Search string "await": state how many lines in the material below contain it, and nothing else.

· · ·

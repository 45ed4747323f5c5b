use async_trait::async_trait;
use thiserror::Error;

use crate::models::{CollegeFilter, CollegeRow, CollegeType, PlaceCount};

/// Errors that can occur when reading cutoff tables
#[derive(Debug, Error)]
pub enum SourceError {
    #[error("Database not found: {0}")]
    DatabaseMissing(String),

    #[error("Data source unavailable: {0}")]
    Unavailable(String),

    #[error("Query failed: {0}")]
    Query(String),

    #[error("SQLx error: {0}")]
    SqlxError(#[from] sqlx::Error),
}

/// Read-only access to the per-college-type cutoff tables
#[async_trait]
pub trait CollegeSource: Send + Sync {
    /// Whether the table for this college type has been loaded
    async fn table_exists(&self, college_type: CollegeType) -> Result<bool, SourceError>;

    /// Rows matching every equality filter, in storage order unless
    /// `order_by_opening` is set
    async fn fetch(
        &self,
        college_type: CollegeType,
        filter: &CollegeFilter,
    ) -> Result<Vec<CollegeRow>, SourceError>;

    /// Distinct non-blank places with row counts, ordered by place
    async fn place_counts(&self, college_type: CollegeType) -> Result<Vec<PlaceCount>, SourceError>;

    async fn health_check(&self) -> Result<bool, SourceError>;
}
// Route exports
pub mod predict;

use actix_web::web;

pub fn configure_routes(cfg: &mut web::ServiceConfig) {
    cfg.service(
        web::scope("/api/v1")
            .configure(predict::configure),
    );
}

· · ·

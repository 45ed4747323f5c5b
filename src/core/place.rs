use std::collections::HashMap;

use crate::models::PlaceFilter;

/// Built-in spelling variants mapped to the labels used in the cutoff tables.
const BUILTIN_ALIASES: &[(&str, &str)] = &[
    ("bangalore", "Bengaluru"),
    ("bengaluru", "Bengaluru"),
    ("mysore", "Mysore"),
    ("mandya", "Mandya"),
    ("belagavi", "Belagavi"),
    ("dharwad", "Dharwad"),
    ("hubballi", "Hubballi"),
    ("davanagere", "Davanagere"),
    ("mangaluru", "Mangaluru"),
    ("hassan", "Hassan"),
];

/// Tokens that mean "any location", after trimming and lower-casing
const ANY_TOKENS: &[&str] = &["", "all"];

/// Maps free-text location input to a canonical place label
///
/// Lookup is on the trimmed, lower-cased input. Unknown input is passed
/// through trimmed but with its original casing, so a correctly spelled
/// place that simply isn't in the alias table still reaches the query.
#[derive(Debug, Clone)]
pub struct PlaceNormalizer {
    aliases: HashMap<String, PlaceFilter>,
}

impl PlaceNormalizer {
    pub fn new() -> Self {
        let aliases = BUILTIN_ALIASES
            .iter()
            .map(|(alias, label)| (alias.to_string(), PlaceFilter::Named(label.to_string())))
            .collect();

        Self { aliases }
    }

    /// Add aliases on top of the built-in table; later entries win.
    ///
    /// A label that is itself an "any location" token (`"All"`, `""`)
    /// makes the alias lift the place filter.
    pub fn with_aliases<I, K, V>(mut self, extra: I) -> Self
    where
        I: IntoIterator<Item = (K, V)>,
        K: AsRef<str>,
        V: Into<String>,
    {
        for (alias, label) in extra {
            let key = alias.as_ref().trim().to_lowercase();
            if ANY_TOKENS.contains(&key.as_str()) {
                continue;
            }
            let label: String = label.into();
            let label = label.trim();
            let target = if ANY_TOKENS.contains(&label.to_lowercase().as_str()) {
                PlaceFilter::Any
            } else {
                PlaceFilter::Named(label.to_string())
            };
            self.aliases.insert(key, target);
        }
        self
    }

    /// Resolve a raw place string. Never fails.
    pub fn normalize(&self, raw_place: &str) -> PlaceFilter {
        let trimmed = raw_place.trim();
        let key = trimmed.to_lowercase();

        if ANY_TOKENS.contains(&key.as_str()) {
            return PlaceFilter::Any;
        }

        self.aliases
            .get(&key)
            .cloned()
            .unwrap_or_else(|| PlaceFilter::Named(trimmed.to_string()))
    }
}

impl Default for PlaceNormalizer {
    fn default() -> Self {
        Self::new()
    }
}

· · ·

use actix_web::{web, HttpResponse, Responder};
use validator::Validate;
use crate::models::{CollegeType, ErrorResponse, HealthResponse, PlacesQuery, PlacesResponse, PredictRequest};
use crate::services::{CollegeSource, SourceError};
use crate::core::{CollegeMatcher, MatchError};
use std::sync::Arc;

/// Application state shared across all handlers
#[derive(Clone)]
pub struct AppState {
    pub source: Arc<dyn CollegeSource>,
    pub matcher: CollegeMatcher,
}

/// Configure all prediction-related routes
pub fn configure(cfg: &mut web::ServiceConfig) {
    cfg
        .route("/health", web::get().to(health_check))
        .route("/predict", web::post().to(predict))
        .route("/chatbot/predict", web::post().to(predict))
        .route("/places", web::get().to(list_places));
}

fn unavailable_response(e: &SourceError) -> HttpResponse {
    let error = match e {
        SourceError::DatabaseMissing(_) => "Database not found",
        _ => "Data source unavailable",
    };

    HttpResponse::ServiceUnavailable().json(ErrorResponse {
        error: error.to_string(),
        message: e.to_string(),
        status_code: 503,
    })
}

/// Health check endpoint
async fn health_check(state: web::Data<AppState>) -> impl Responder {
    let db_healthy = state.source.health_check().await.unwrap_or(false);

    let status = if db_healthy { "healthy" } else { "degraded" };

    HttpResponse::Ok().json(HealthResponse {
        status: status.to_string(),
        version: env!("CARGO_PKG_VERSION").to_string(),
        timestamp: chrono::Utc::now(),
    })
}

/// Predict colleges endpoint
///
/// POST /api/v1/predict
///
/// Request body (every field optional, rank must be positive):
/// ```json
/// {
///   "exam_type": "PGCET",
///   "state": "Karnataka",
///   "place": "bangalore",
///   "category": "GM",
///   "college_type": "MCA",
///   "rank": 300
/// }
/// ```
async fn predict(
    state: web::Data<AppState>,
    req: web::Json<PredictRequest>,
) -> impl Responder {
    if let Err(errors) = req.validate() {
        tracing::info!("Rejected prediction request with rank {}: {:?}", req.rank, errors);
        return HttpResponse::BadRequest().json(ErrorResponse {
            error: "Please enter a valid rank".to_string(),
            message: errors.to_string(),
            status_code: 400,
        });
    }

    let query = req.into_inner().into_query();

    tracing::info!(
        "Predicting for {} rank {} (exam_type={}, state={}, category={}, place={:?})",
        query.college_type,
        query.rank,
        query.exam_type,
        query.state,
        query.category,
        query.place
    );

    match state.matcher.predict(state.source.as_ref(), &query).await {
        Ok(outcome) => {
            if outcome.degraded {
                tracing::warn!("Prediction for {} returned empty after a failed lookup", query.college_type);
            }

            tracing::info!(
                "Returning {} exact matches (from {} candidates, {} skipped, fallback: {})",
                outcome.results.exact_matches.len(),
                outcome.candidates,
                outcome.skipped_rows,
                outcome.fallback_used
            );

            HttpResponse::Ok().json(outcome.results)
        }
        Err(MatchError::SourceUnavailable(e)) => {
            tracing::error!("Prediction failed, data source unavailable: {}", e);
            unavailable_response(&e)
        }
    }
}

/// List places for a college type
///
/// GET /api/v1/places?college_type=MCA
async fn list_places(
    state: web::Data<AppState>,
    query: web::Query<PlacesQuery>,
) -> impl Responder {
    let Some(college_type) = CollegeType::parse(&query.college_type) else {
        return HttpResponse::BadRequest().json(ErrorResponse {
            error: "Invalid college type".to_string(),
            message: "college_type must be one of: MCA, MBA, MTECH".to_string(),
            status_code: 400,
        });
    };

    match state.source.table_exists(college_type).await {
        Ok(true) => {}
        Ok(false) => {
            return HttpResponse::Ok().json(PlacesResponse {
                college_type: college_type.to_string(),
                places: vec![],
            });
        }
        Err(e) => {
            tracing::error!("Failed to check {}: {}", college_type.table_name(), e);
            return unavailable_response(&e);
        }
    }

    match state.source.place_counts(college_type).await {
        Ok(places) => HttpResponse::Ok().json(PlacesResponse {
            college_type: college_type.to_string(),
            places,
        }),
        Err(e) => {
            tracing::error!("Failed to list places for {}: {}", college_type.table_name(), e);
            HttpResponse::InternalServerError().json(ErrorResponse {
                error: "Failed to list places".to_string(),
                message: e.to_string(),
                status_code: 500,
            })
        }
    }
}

· · ·

● EXPECTED OUTPUT: 4